News on November 20 that a man with “Ebola-like symptoms” who first had been treated at a private hospital in Sofia and then admitted to an isolation ward at the Military Medical Academy unleashed a flurry of live crossings, live blogs and livewire headlines, such as one on one of the country’s most-read Bulgarian-language websites: “Ebola in Sofia!”
It is a required ritual of the 24-hour news cycle that reporters must type and talk as fast as they can, to relate clearly to the public that they have no real idea what is going on.
One website helpfully added to its coverage advice to readers how to avoid getting Ebola, illustrating this with a photo of a man in a hazmat suit.
Few remained calm. Fortunately, amid the general media hysteria, Bulgarian news agency BTA reported, cautiously, “Patient with Flu-like Symptoms Back from Sierra Leone Reported to Health Ministry”.
Fortunately too, the Health Ministry was fairly swift in putting out sober and factual accounts.
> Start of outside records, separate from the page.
//! Authenticated encryption and the ciphertext envelope
//!
//! XChaCha20-Poly1305 with a random 24-byte nonce per message; AES-256-GCM is
//! the fallback algorithm, identified by the algo id stored in the header.
//! The associated data binds every ciphertext to its profile, rune id, and
//! envelope version.
//!
//! Envelope format:
//! `"ECHO" || version(1) || algo_id(1) || profile_id(1) || nonce(24) ||
//!  ad_len(4, LE) || ad || ct_len(4, LE) || ciphertext+tag`

use crate::kdf::MasterKey;
use crate::{Error, Result};
use aes_gcm::aead::{Aead, KeyInit, OsRng, Payload};
use aes_gcm::Aes256Gcm;
use chacha20poly1305::XChaCha20Poly1305;
use echotome_profiles::PrivacyProfile;
use rand::RngCore;

/// Magic prefix of every ciphertext envelope
pub const ENVELOPE_MAGIC: [u8; 4] = *b"ECHO";

/// Current envelope format version
pub const ENVELOPE_VERSION: u8 = 1;

/// Nonce field size; AES-GCM uses the first 12 bytes, remainder must be zero
pub const NONCE_SIZE: usize = 24;

const AES_GCM_NONCE_SIZE: usize = 12;
const MAX_AD_LEN: usize = 1024;

/// Supported AEAD algorithms
#[derive(Debug, Clone, Copy, PartialEq, Eq)]
pub enum AeadAlgorithm {
    /// XChaCha20-Poly1305 (preferred, 24-byte nonce)
    XChaCha20Poly1305,
    /// AES-256-GCM fallback (12-byte nonce)
    Aes256Gcm,
}

impl AeadAlgorithm {
    /// Wire identifier stored in the envelope header
    pub const fn algo_id(self) -> u8 {
        match self {
            AeadAlgorithm::XChaCha20Poly1305 => 1,
            AeadAlgorithm::Aes256Gcm => 2,
        }
    }

    /// Look up an algorithm by wire identifier
    pub fn from_algo_id(id: u8) -> Option<Self> {
        match id {
            1 => Some(AeadAlgorithm::XChaCha20Poly1305),
            2 => Some(AeadAlgorithm::Aes256Gcm),
            _ => None,
        }
    }
}

/// A decrypted envelope with its authenticated context
#[derive(Debug)]
pub struct OpenedEnvelope {
    /// Recovered plaintext
    pub plaintext: Vec<u8>,
    /// Profile the ciphertext was bound to
    pub profile: PrivacyProfile,
    /// Rune id the ciphertext was bound to
    pub rune_id: String,
    /// Algorithm the message was sealed with
    pub algorithm: AeadAlgorithm,
}

/// Encrypt plaintext into a complete envelope
pub fn seal(
    key: &MasterKey,
    plaintext: &[u8],
    profile: PrivacyProfile,
    rune_id: &str,
    algorithm: AeadAlgorithm,
) -> Result<Vec<u8>> {
    let ad = encode_ad(profile, rune_id);

    let mut nonce = [0u8; NONCE_SIZE];
    match algorithm {
        AeadAlgorithm::XChaCha20Poly1305 => OsRng.fill_bytes(&mut nonce),
        AeadAlgorithm::Aes256Gcm => OsRng.fill_bytes(&mut nonce[..AES_GCM_NONCE_SIZE]),
    }

    let payload = Payload {
        msg: plaintext,
        aad: &ad,
    };
    let ciphertext = match algorithm {
        AeadAlgorithm::XChaCha20Poly1305 => {
            let cipher = XChaCha20Poly1305::new(key.as_bytes().into());
            cipher.encrypt(chacha20poly1305::XNonce::from_slice(&nonce), payload)
        }
        AeadAlgorithm::Aes256Gcm => {
            let cipher = Aes256Gcm::new(key.as_bytes().into());
            cipher.encrypt(
                aes_gcm::Nonce::from_slice(&nonce[..AES_GCM_NONCE_SIZE]),
                payload,
            )
        }
    }
    .map_err(|_| Error::AeadFailure("Encryption failed".into()))?;

    let mut out = Vec::with_capacity(4 + 3 + NONCE_SIZE + 4 + ad.len() + 4 + ciphertext.len());
    out.extend_from_slice(&ENVELOPE_MAGIC);
    out.push(ENVELOPE_VERSION);
    out.push(algorithm.algo_id());
    out.push(profile.profile_id());
    out.extend_from_slice(&nonce);
    out.extend_from_slice(&(ad.len() as u32).to_le_bytes());
    out.extend_from_slice(&ad);
    out.extend_from_slice(&(ciphertext.len() as u32).to_le_bytes());
    out.extend_from_slice(&ciphertext);
    Ok(out)
}

/// Decrypt a complete envelope
///
/// Structural problems surface as `InvalidEnvelope`; an authentication tag
/// mismatch surfaces as `AeadFailure` without revealing which byte differed.
pub fn open(key: &MasterKey, data: &[u8]) -> Result<OpenedEnvelope> {
    let parsed = parse(data)?;

    let payload = Payload {
        msg: parsed.ciphertext,
        aad: parsed.ad,
    };
    let plaintext = match parsed.algorithm {
        AeadAlgorithm::XChaCha20Poly1305 => {
            let cipher = XChaCha20Poly1305::new(key.as_bytes().into());
            cipher.decrypt(chacha20poly1305::XNonce::from_slice(&parsed.nonce), payload)
        }
        AeadAlgorithm::Aes256Gcm => {
            let cipher = Aes256Gcm::new(key.as_bytes().into());
            cipher.decrypt(
                aes_gcm::Nonce::from_slice(&parsed.nonce[..AES_GCM_NONCE_SIZE]),
                payload,
            )
        }
    }
    .map_err(|_| Error::AeadFailure("Authentication tag mismatch".into()))?;

    Ok(OpenedEnvelope {
        plaintext,
        profile: parsed.profile,
        rune_id: parsed.rune_id,
        algorithm: parsed.algorithm,
    })
}

/// Envelope header fields readable without the key
#[derive(Debug, Clone, PartialEq, Eq)]
pub struct EnvelopeHeader {
    /// Profile the ciphertext claims to be bound to
    pub profile: PrivacyProfile,
    /// Rune id the ciphertext claims to be bound to
    pub rune_id: String,
    /// Sealing algorithm
    pub algorithm: AeadAlgorithm,
}

/// Parse an envelope's header without decrypting
///
/// The fields are only trustworthy after a successful [`open`]; this exists
/// so callers can route a ciphertext to the right vault and profile.
pub fn peek_header(data: &[u8]) -> Result<EnvelopeHeader> {
    let parsed = parse(data)?;
    Ok(EnvelopeHeader {
        profile: parsed.profile,
        rune_id: parsed.rune_id,
        algorithm: parsed.algorithm,
    })
}

struct ParsedEnvelope<'a> {
    algorithm: AeadAlgorithm,
    profile: PrivacyProfile,
    rune_id: String,
    nonce: [u8; NONCE_SIZE],
    ad: &'a [u8],
    ciphertext: &'a [u8],
}

fn parse(data: &[u8]) -> Result<ParsedEnvelope<'_>> {
    let header_len = 4 + 3 + NONCE_SIZE + 4;
    if data.len() < header_len {
        return Err(Error::InvalidEnvelope("Truncated header".into()));
    }
    if data[..4] != ENVELOPE_MAGIC {
        return Err(Error::InvalidEnvelope("Bad magic".into()));
    }
    let version = data[4];
    if version != ENVELOPE_VERSION {
        return Err(Error::InvalidEnvelope(format!(
            "Unsupported envelope version: {version}"
        )));
    }
    let algorithm = AeadAlgorithm::from_algo_id(data[5])
        .ok_or_else(|| Error::InvalidEnvelope(format!("Unknown algorithm id: {}", data[5])))?;
    let profile = PrivacyProfile::from_profile_id(data[6])
        .ok_or_else(|| Error::InvalidEnvelope(format!("Unknown profile id: {}", data[6])))?;

    let mut nonce = [0u8; NONCE_SIZE];
    nonce.copy_from_slice(&data[7..7 + NONCE_SIZE]);
    if algorithm == AeadAlgorithm::Aes256Gcm && nonce[AES_GCM_NONCE_SIZE..].iter().any(|&b| b != 0)
    {
        return Err(Error::InvalidEnvelope(
            "Nonzero AES-GCM nonce padding".into(),
        ));
    }

    let mut pos = 7 + NONCE_SIZE;
    let ad_len =
        u32::from_le_bytes([data[pos], data[pos + 1], data[pos + 2], data[pos + 3]]) as usize;
    pos += 4;
    if ad_len > MAX_AD_LEN || data.len() < pos + ad_len + 4 {
        return Err(Error::InvalidEnvelope("Bad associated data length".into()));
    }
    let ad = &data[pos..pos + ad_len];
    pos += ad_len;

    let ct_len =
        u32::from_le_bytes([data[pos], data[pos + 1], data[pos + 2], data[pos + 3]]) as usize;
    pos += 4;
    if data.len() != pos + ct_len {
        return Err(Error::InvalidEnvelope("Bad ciphertext length".into()));
    }
    let ciphertext = &data[pos..];

    let (ad_profile, rune_id, ad_version) = decode_ad(ad)?;
    if ad_profile != profile || ad_version != version {
        return Err(Error::InvalidEnvelope(
            "Header does not match associated data".into(),
        ));
    }

    Ok(ParsedEnvelope {
        algorithm,
        profile,
        rune_id,
        nonce,
        ad,
        ciphertext,
    })
}

/// Associated data: `profile_id || rune_id || version`
fn encode_ad(profile: PrivacyProfile, rune_id: &str) -> Vec<u8> {
    let mut ad = Vec::with_capacity(2 + rune_id.len());
    ad.push(profile.profile_id());
    ad.extend_from_slice(rune_id.as_bytes());
    ad.push(ENVELOPE_VERSION);
    ad
}

fn decode_ad(ad: &[u8]) -> Result<(PrivacyProfile, String, u8)> {
    if ad.len() < 2 {
        return Err(Error::InvalidEnvelope("Associated data too short".into()));
    }
    let profile = PrivacyProfile::from_profile_id(ad[0])
        .ok_or_else(|| Error::InvalidEnvelope("Unknown profile in associated data".into()))?;
    let version = ad[ad.len() - 1];
    let rune_id = std::str::from_utf8(&ad[1..ad.len() - 1])
        .map_err(|_| Error::InvalidEnvelope("Rune id is not UTF-8".into()))?
        .to_string();
    Ok((profile, rune_id, version))
}

#[cfg(test)]
mod tests {
    use super::*;

    fn test_key() -> MasterKey {
        MasterKey::from_bytes([42u8; 32])
    }

    #[test]
    fn test_round_trip_xchacha() {
        let key = test_key();
        let sealed = seal(
            &key,
            b"ritual plaintext",
            PrivacyProfile::RitualLock,
            "ECH-AAAAAAAA",
            AeadAlgorithm::XChaCha20Poly1305,
        )
        .unwrap();

        let opened = open(&key, &sealed).unwrap();
        assert_eq!(opened.plaintext, b"ritual plaintext");
        assert_eq!(opened.profile, PrivacyProfile::RitualLock);
        assert_eq!(opened.rune_id, "ECH-AAAAAAAA");
        assert_eq!(opened.algorithm, AeadAlgorithm::XChaCha20Poly1305);
    }

    #[test]
    fn test_round_trip_aes_gcm() {
        let key = test_key();
        let sealed = seal(
            &key,
            b"fallback plaintext",
            PrivacyProfile::QuickLock,
            "ECH-BBBBBBBB",
            AeadAlgorithm::Aes256Gcm,
        )
        .unwrap();

        let opened = open(&key, &sealed).unwrap();
        assert_eq!(opened.plaintext, b"fallback plaintext");
        assert_eq!(opened.algorithm, AeadAlgorithm::Aes256Gcm);
    }

    #[test]
    fn test_wrong_key_fails() {
        let sealed = seal(
            &test_key(),
            b"secret",
            PrivacyProfile::QuickLock,
            "ECH-AAAAAAAA",
            AeadAlgorithm::XChaCha20Poly1305,
        )
        .unwrap();

        let err = open(&MasterKey::from_bytes([43u8; 32]), &sealed).unwrap_err();
        assert!(matches!(err, Error::AeadFailure(_)));
    }

    #[test]
    fn test_tampered_ciphertext_fails() {
        let key = test_key();
        let mut sealed = seal(
            &key,
            b"secret",
            PrivacyProfile::QuickLock,
            "ECH-AAAAAAAA",
            AeadAlgorithm::XChaCha20Poly1305,
        )
        .unwrap();

        let last = sealed.len() - 1;
        sealed[last] ^= 0x01;
        assert!(matches!(
            open(&key, &sealed).unwrap_err(),
            Error::AeadFailure(_)
        ));
    }

    #[test]
    fn test_tampered_header_fails() {
        let key = test_key();
        let sealed = seal(
            &key,
            b"secret",
            PrivacyProfile::QuickLock,
            "ECH-AAAAAAAA",
            AeadAlgorithm::XChaCha20Poly1305,
        )
        .unwrap();

        // Flip the profile byte in the header: no longer matches the AD
        let mut flipped = sealed.clone();
        flipped[6] = PrivacyProfile::BlackVault.profile_id();
        assert!(matches!(
            open(&key, &flipped).unwrap_err(),
            Error::InvalidEnvelope(_)
        ));

        // Flip the algorithm id: decryption runs with the wrong cipher
        let mut flipped = sealed;
        flipped[5] = AeadAlgorithm::Aes256Gcm.algo_id();
        assert!(open(&key, &flipped).is_err());
    }

    #[test]
    fn test_structural_errors() {
        let key = test_key();
        assert!(matches!(
            open(&key, b"ECHO").unwrap_err(),
            Error::InvalidEnvelope(_)
        ));
        assert!(matches!(
            open(&key, &[0u8; 64]).unwrap_err(),
            Error::InvalidEnvelope(_)
        ));

        let mut sealed = seal(
            &key,
            b"secret",
            PrivacyProfile::QuickLock,
            "ECH-AAAAAAAA",
            AeadAlgorithm::XChaCha20Poly1305,
        )
        .unwrap();
        sealed.truncate(sealed.len() - 3);
        assert!(matches!(
            open(&key, &sealed).unwrap_err(),
            Error::InvalidEnvelope(_)
        ));
    }

    #[test]
    fn test_peek_header() {
        let sealed = seal(
            &test_key(),
            b"secret",
            PrivacyProfile::BlackVault,
            "ECH-CCCCCCCC",
            AeadAlgorithm::XChaCha20Poly1305,
        )
        .unwrap();

        let header = peek_header(&sealed).unwrap();
        assert_eq!(header.profile, PrivacyProfile::BlackVault);
        assert_eq!(header.rune_id, "ECH-CCCCCCCC");
    }

    #[test]
    fn test_nonces_are_fresh() {
        let key = test_key();
        let a = seal(
            &key,
            b"same plaintext",
            PrivacyProfile::QuickLock,
            "ECH-AAAAAAAA",
            AeadAlgorithm::XChaCha20Poly1305,
        )
        .unwrap();
        let b = seal(
            &key,
            b"same plaintext",
            PrivacyProfile::QuickLock,
            "ECH-AAAAAAAA",
            AeadAlgorithm::XChaCha20Poly1305,
        )
        .unwrap();
        assert_ne!(a, b);
    }

    #[test]
    fn test_aes_gcm_nonce_padding_must_be_zero() {
        let key = test_key();
        let mut sealed = seal(
            &key,
            b"secret",
            PrivacyProfile::QuickLock,
            "ECH-AAAAAAAA",
            AeadAlgorithm::Aes256Gcm,
        )
        .unwrap();
        // Corrupt a padding byte of the 24-byte nonce field
        sealed[7 + 20] = 0xAA;
        assert!(matches!(
            open(&key, &sealed).unwrap_err(),
            Error::InvalidEnvelope(_)
        ));
    }
}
Two updates were posted on its website in the course of the evening, while senior officials including recently-appointed Health Minister Petar Moskov made statements seeking to bring down temperatures, with another official pointing out that Bulgaria had taken precautions exceeding those required by European health care protocols.
By 11pm, public broadcaster Bulgarian National Television, four hours after the first excitable broadcast on another channel, was reporting sources as saying that tests showed that it was extremely improbable that the patient had Ebola.
However, with one site reporting that the official outcome of tests would be available only at about 3am, and in spite of the Health Ministry long since having said that chances that the illness was Ebola were scant, many Bulgarian-language websites simply left their somewhat alarmist headlines and coverage in place – and knocked off for the night, presumably going to bed; perhaps, if they believed their own coverage, wearing hazmat suits.
The morning of November 21 found BNT, among the first to update its site (early-morning television generally has the function of producing early-morning website updates; other journalists were still in bed, or perhaps cowering underneath it), with the flat statement: “There is no Ebola in Bulgaria”.
Neither the patient nor those rounded up because they had been in contact with him tested positive for the illnesss.
Health Minister Moskov said that the case had shown, at least, that Bulgaria was prepared to respond adequately to a threat of deadly infection.
He said that there was a need for a mass information campaign.
In turn, Professor Todor Kantardzhiev, head of the National Centre for Infectious Diseases, responded to a journalist’s question that there was no need to conduct further tests internationally when the sample had proved negative.
The background to this was a report on one Bulgarian-language website saying that material would have to come from Germany to make tests possible, and this – according to the report, which was unsourced – would take at least two days.
“There is no one infected by Ebola in Bulgaria. The situation that raised suspicions of someone ill with Ebola in this country was a stress test, which proved that Bulgaria was ready to meet this challenge,” Moskov said.
To help public awareness about the disease, there would be an information campaign directed towards entry points to the country and those travelling to countries where the illness has occured, he said. A telephone line would be opened to enable people to report suspected cases of Ebola.
Moskov said that an overreaction was better than allowing the possibility of the infection spreading. But he was referring to the measures taken by health authorities on the night of November 20.
* For the record, the patient was – after tests – diagnosed as having malaria.